American historian (born 1968)

Mary Elise Sarotte (born 1968) is an American historian of the post–Cold War era. She was the Marie-Josée and Henry R. Kravis Distinguished Professor of Historical Studies at the Henry A. Kissinger Center for Global Affairs, which is part of Johns Hopkins University. She is now the Director of the Brady-Johnson Program in Grand Strategy and Professor of Global Affairs and Management at Yale University.

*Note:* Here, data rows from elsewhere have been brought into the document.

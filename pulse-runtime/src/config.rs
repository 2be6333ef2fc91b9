//! Analyzer configuration
//!
//! Loaded from an optional TOML file; every field has a default so an
//! empty or partial file is valid.
//!
//! ```toml
//! data_file = "/var/lib/onion-pulse/window.json"
//!
//! [fetcher]
//! api_url = "https://bitnodes.io/api/v1/snapshots/latest/"
//! timeout_secs = 10
//! socks_proxy = "socks5h://127.0.0.1:9050"
//! ```

use serde::Deserialize;
use std::path::{Path, PathBuf};
use thiserror::Error;

use pulse_core::DEFAULT_DATA_FILE;
use pulse_net::FetcherConfig;

/// Errors from loading configuration
#[derive(Debug, Error)]
pub enum ConfigError {
    #[error("Cannot read config {path}: {source}")]
    Io {
        path: PathBuf,
        #[source]
        source: std::io::Error,
    },

    #[error("Invalid config {path}: {source}")]
    Parse {
        path: PathBuf,
        #[source]
        source: toml::de::Error,
    },
}

/// Analyzer configuration
#[derive(Debug, Clone, Deserialize)]
#[serde(default)]
pub struct AnalyzerConfig {
    /// Where the (current, previous) window is persisted
    pub data_file: PathBuf,
    /// Telemetry source settings
    pub fetcher: FetcherConfig,
}

impl Default for AnalyzerConfig {
    fn default() -> Self {
        Self {
            data_file: PathBuf::from(DEFAULT_DATA_FILE),
            fetcher: FetcherConfig::default(),
        }
    }
}

impl AnalyzerConfig {
    /// Load from a TOML file
    pub fn from_file<P: AsRef<Path>>(path: P) -> Result<Self, ConfigError> {
        let path = path.as_ref();
        let content = std::fs::read_to_string(path).map_err(|source| ConfigError::Io {
            path: path.to_path_buf(),
            source,
        })?;

        toml::from_str(&content).map_err(|source| ConfigError::Parse {
            path: path.to_path_buf(),
            source,
        })
    }

    /// Load from `path` if given, defaults otherwise
    pub fn load(path: Option<&Path>) -> Result<Self, ConfigError> {
        match path {
            Some(path) => Self::from_file(path),
            None => Ok(Self::default()),
        }
    }
}
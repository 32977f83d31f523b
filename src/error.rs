//! Error types shared by the asset loaders and the browser-facing scene code.

use thiserror::Error;
use wasm_bindgen::{JsCast, JsValue};

/// Failure while fetching or decoding a model asset.
#[derive(Debug, Error)]
pub enum AssetError {
    #[error("no browser window available")]
    NoWindow,
    #[error("failed to fetch {url}: {reason}")]
    Fetch { url: String, reason: String },
    #[error("{url} answered with HTTP {status}")]
    Status { url: String, status: u16 },
    #[error("{path} is not valid UTF-8")]
    Utf8 {
        path: String,
        #[source]
        source: std::str::Utf8Error,
    },
    #[error("failed to parse glTF {path}")]
    Gltf {
        path: String,
        #[source]
        source: gltf::Error,
    },
    #[error("glTF buffer {index} of {path} has no data")]
    MissingBuffer { path: String, index: usize },
    #[error("malformed data URI in {path}")]
    DataUri { path: String },
    #[error("{path}:{line}: {message}")]
    Parse {
        path: String,
        line: usize,
        message: String,
    },
    #[error("{path} contains no triangles")]
    Empty { path: String },
    #[error("no model candidates to load")]
    NoCandidates,
}

/// Failure while wiring a scene or page into the host document.
#[derive(Debug, Error)]
pub enum SceneError {
    #[error("no browser window available")]
    NoWindow,
    #[error("window has no document")]
    NoDocument,
    #[error("missing required element #{0}")]
    MissingElement(String),
    #[error("canvas 2d context unavailable")]
    NoContext,
    #[error("javascript error: {0}")]
    Js(String),
}

impl From<JsValue> for SceneError {
    fn from(value: JsValue) -> Self {
        Self::Js(js_error_text(&value))
    }
}

/// Best-effort human readable text for a thrown JS value.
pub fn js_error_text(value: &JsValue) -> String {
    if let Some(text) = value.as_string() {
        return text;
    }
    if let Some(err) = value.dyn_ref::<js_sys::Error>() {
        return String::from(err.message());
    }
    format!("{value:?}")
}
impl Page {
    fn wire(config: PageConfig) -> Result<Rc<Self>, SceneError> {
        let doc = web_sys::window()
            .ok_or(SceneError::NoWindow)?
            .document()
            .ok_or(SceneError::NoDocument)?;
        let play_button = required(&doc, &config.play_button_id)?;
        let landing = required(&doc, &config.landing_id)?;
        let main = required(&doc, &config.main_id)?;
        let boss_button = required(&doc, &config.boss_button_id)?;
        let message_display = required(&doc, &config.message_display_id)?;
        let boss_result = required(&doc, &config.boss_result_id)?;

        let page = Rc::new(Self {
            landing,
            main,
            boss_button,
            message_display,
            boss_result,
            intro_audio: by_id(&doc, &config.intro_audio_id),
            mosquito: RefCell::new(None),
            toilet: RefCell::new(None),
            image_fall: RefCell::new(None),
            swap: RefCell::new(SwapSequence::new(config.swap_images.len())),
            doc,
            config,
        });

        if let Some(intro) = &page.intro_audio {
            play(intro, 0.4, false);
        }
        // pages that skip the landing screen get their scene right away
        page.mount_mosquito_once();

        let p = page.clone();
        EventListener::new(&play_button, "click", move |_| {
            if let Some(intro) = &p.intro_audio {
                rewind(intro);
            }
            p.enter_main();
        })
        .forget();

        page.wire_cards()?;

        let p = page.clone();
        EventListener::new(&page.boss_button, "click", move |_| p.boss_fight()).forget();

        page.wire_swap();
        page.wire_flush();
        log::info!("page wired");
        Ok(page)
    }

    fn wire_cards(self: &Rc<Self>) -> Result<(), SceneError> {
        let cards = self.doc.query_selector_all(&self.config.card_selector)?;
        for i in 0..cards.length() {
            let Some(card) = cards.item(i).and_then(|n| n.dyn_into::<Element>().ok()) else {
                continue;
            };
            let p = self.clone();
            let target = card.clone();
            EventListener::new(&card, "click", move |_| {
                if let Some(message) = target.get_attribute("data-message") {
                    p.show_message(&message);
                }
            })
            .forget();
        }
        log::debug!("{} message cards wired", cards.length());
        Ok(())
    }

    fn show_message(&self, message: &str) {
        let display = &self.message_display;
        display.set_text_content(Some(message));
        display.class_list().add_1("active").ok();
        let opts = ScrollIntoViewOptions::new();
        opts.set_behavior(ScrollBehavior::Smooth);
        opts.set_block(ScrollLogicalPosition::Nearest);
        display.scroll_into_view_with_scroll_into_view_options(&opts);

        if let Some(id) = cue_for(message, &self.config.card_cues) {
            match by_id::<HtmlAudioElement>(&self.doc, id) {
                Some(audio) => play(&audio, 0.6, true),
                None => log::debug!("no audio element #{id} for message cue"),
            }
        }
    }

    /// Fade the landing screen out, then flicker the main screen in.
    fn enter_main(self: &Rc<Self>) {
        set_style(&self.landing, "transition", "opacity 0.6s ease");
        set_style(&self.landing, "opacity", "0");

        let p = self.clone();
        after(self.config.landing_fade_ms, move || {
            p.landing.class_list().remove_1("active").ok();
            p.main.class_list().add_1("active").ok();
            p.mount_mosquito_once();
            if let Some(theme) = by_id::<HtmlAudioElement>(&p.doc, &p.config.theme_audio_id) {
                play(&theme, 0.3, false);
            }
            p.main.class_list().add_1("entering-upside-down").ok();
            set_style(&p.main, "opacity", "0");
            set_style(&p.main, "transition", "opacity 0.3s ease");
            p.flicker(1);
        });
    }

    fn flicker(self: &Rc<Self>, step: u32) {
        let p = self.clone();
        after(self.config.flicker_ms, move || {
            set_style(&p.main, "opacity", &flicker_opacity(step).to_string());
            if step < p.config.flicker_steps {
                p.flicker(step + 1);
                return;
            }
            set_style(&p.main, "opacity", "1");
            let classes = p.main.class_list();
            classes.remove_1("entering-upside-down").ok();
            classes.add_1("in-upside-down").ok();
            if let Ok(Some(checklist)) = p.main.query_selector(".checklist-section") {
                checklist.class_list().add_1("flicker-active").ok();
            }
            let q = p.clone();
            after(p.config.toilet_delay_ms, move || q.init_toilet_once());
        });
    }

    /// The scene measures its container on mount, so it waits until the
    /// main screen is laid out.
    fn mount_mosquito_once(&self) {
        if self.mosquito.borrow().is_some() || !self.main.class_list().contains("active") {
            return;
        }
        let Some(container) = by_id::<HtmlElement>(&self.doc, &self.config.mosquito_scene_id)
        else {
            return;
        };
        *self.mosquito.borrow_mut() = init_mosquito_scene(container);
    }

    fn init_toilet_once(&self) {
        if self.toilet.borrow().is_some() || !self.main.class_list().contains("active") {
            return;
        }
        let Some(container) = by_id::<HtmlElement>(&self.doc, &self.config.toilet_container_id)
        else {
            log::debug!("no toilet container on this page");
            return;
        };
        *self.toilet.borrow_mut() = init_toilet_scene(container);
    }

    fn boss_fight(self: &Rc<Self>) {
        let has_scene = self.mosquito.borrow().is_some();
        let image = by_id::<HtmlElement>(&self.doc, &self.config.mosquito_image_id);
        let container = by_id::<HtmlElement>(&self.doc, &self.config.mosquito_container_id);
        if !has_scene && (image.is_none() || container.is_none()) {
            log::warn!("boss fight has neither a 3D scene nor a mosquito image");
            return;
        }

        match self.boss_button.dyn_ref::<HtmlButtonElement>() {
            Some(button) => button.set_disabled(true),
            None => {
                self.boss_button.set_attribute("disabled", "").ok();
            }
        }
        if let Some(audio) = by_id::<HtmlAudioElement>(&self.doc, &self.config.boss_audio_id) {
            play(&audio, 0.5, true);
        }
        if let Err(err) = play_impact_beep() {
            log::info!("impact sound unavailable: {}", js_error_text(&err));
        }

        let promise = self.mosquito.borrow().as_ref().map(|scene| scene.trigger_defeat());
        if let Some(promise) = promise {
            let p = self.clone();
            spawn_local(async move {
                if let Err(err) = JsFuture::from(promise).await {
                    log::warn!("defeat sequence failed: {}", js_error_text(&err));
                }
                p.show_boss_result();
            });
            return;
        }
        if let Some(image) = image {
            self.fall_image(image);
        }
    }

    fn fall_image(self: &Rc<Self>, image: HtmlElement) {
        set_style(&image, "transition", "none");
        let p = self.clone();
        let mut elapsed = 0.0f32;
        let started = FrameLoop::start(f32::MAX, move |dt| {
            elapsed += dt;
            let progress = (elapsed / IMAGE_FALL_SECONDS).min(1.0);
            let frame = FallFrame::at(progress);
            set_style(&image, "transform", &frame.css_transform());
            set_style(&image, "opacity", &frame.opacity.to_string());
            if progress < 1.0 {
                return true;
            }
            set_style(&image, "display", "none");
            p.show_boss_result();
            false
        });
        match started {
            Ok(fall) => *self.image_fall.borrow_mut() = Some(fall),
            Err(err) => log::error!("could not animate the mosquito image: {err}"),
        }
    }

    fn show_boss_result(&self) {
        self.boss_result.set_text_content(Some(&self.config.boss_result_text));
        self.boss_result.class_list().add_1("active").ok();
    }

    fn wire_swap(self: &Rc<Self>) {
        let cfg = &self.config;
        let button = by_id::<HtmlElement>(&self.doc, &cfg.swap_button_id);
        let image = by_id::<HtmlImageElement>(&self.doc, &cfg.swap_image_id);
        let audio = by_id::<HtmlAudioElement>(&self.doc, &cfg.swap_audio_id);
        let (Some(button), Some(image), Some(audio)) = (button, image, audio) else {
            log::debug!("image swap elements absent, skipping");
            return;
        };
        let p = self.clone();
        let target = button.clone();
        EventListener::new(&button, "click", move |_| {
            let step = p.swap.borrow_mut().click();
            play(&audio, 0.6, true);
            p.swap_step(&step, &target, &image);
        })
        .forget();
    }

    fn swap_step(self: &Rc<Self>, step: &SwapStep, button: &HtmlElement, image: &HtmlImageElement) {
        if let Some(next) = step.next_image {
            set_style(image, "transition", &format!("transform 0.5s {EASE_OUT}"));
            set_style(image, "transform", "rotateY(90deg) scale(0.7)");
            let src = self.config.swap_images.get(next).cloned().unwrap_or_default();
            let (p, img, last) = (self.clone(), image.clone(), step.reaches_last);
            // flip the source while the image is edge-on
            after(250, move || {
                img.set_src(&src);
                after(50, move || {
                    if last {
                        set_style(&img, "transform", "rotateY(0deg) rotate(180deg) scale(1)");
                        p.reveal_flush();
                    } else {
                        set_style(&img, "transform", "rotateY(0deg) scale(1)");
                    }
                });
            });
        }

        set_style(button, "top", &format!("{}%", step.button_top_pct));
        set_style(
            button,
            "transform",
            &format!("translateX(-50%) scale({})", step.button_scale),
        );
        set_style(
            button,
            "transition",
            &format!("top 0.8s {EASE_OUT}, transform 0.8s {EASE_OUT}"),
        );
        set_style(button, "animation", "none");
        let b = button.clone();
        after(10, move || set_style(&b, "animation", "shake 0.3s ease"));
    }

    fn reveal_flush(&self) {
        let Some(flush) = by_id::<HtmlElement>(&self.doc, &self.config.flush_button_id) else {
            return;
        };
        set_style(&flush, "display", "block");
        after(100, move || {
            set_style(&flush, "opacity", "1");
            set_style(&flush, "transform", "scale(1)");
        });
    }

    fn wire_flush(self: &Rc<Self>) {
        let Some(flush) = by_id::<HtmlElement>(&self.doc, &self.config.flush_button_id) else {
            log::warn!("flush button not found");
            return;
        };
        let p = self.clone();
        let target = flush.clone();
        EventListener::new(&flush, "click", move |_| {
            if let Err(err) = p.flush(&target) {
                log::error!("flush unavailable: {err}");
            }
        })
        .forget();
    }

    fn flush(self: &Rc<Self>, flush: &HtmlElement) -> Result<(), SceneError> {
        let cfg = &self.config;
        let image: HtmlElement = required(&self.doc, &cfg.swap_image_id)?;
        let button = required(&self.doc, &cfg.swap_button_id)?;
        let toilet_container = required(&self.doc, &cfg.toilet_container_id)?;
        let finale = required(&self.doc, &cfg.finale_section_id)?;
        let flush_audio: HtmlAudioElement = by_id(&self.doc, &cfg.flush_audio_id)
            .ok_or_else(|| SceneError::MissingElement(cfg.flush_audio_id.clone()))?;
        let finale_audio: HtmlAudioElement = by_id(&self.doc, &cfg.finale_audio_id)
            .ok_or_else(|| SceneError::MissingElement(cfg.finale_audio_id.clone()))?;

        set_style(flush, "pointer-events", "none");
        play(&flush_audio, 0.7, true);
        after(cfg.flush_ms, move || rewind(&flush_audio));

        let spin = format!("transform 2s {FLUSH_CURVE}, opacity 2s ease");
        set_style(&image, "transition", &spin);
        set_style(&button, "transition", &spin);
        set_style(&image, "transform", "rotate(1080deg) scale(0.1) translateY(200px)");
        set_style(
            &button,
            "transform",
            "translateX(-50%) rotate(1080deg) scale(0.1) translateY(200px)",
        );
        set_style(&image, "opacity", "0");
        set_style(&button, "opacity", "0");

        let (p, flush) = (self.clone(), flush.clone());
        after(cfg.flush_ms, move || {
            set_style(&button, "display", "none");
            set_style(&flush, "display", "none");
            set_style(&toilet_container, "display", "none");
            if let Some(mut toilet) = p.toilet.borrow_mut().take() {
                toilet.cleanup();
            }

            set_style(&finale, "display", "block");
            set_style(&finale, "opacity", "0");
            set_style(&finale, "transform", "scale(0.8)");
            set_style(&finale, "transition", "opacity 1s ease, transform 1s ease");
            play(&finale_audio, 0.6, true);
            after(100, move || {
                set_style(&finale, "opacity", "1");
                set_style(&finale, "transform", "scale(1)");
            });
        });
        Ok(())
    }
}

Sarotte earned an AB in history and science from Harvard University, and a PhD in history at Yale University. Her book Not One Inch was shortlisted for the 2022 Cundill History Prize.

==Bibliography==

- "Dealing with the Devil: East Germany, Détente, and Ostpolitik, 1969-1973" (2001)
- "'Take No Risks (Chinese)': The Basic Treaty in the context of international relations" (2004)
- 1989: The Struggle to Create Post–Cold War Europe (Second Edition). Princeton: Princeton University Press, 2014.
- Collapse: The Accidental Opening of the Berlin Wall. New York: Basic Books, 2014.
- German Reunification: A Multinational History, eds. Frédéric Bozo, Andreas Rödder, and Mary Elise Sarotte (New York: Routledge, 2017).
- Not One Inch: America, Russia, and the Making of Post–Cold War Stalemate. Yale University Press, 2021.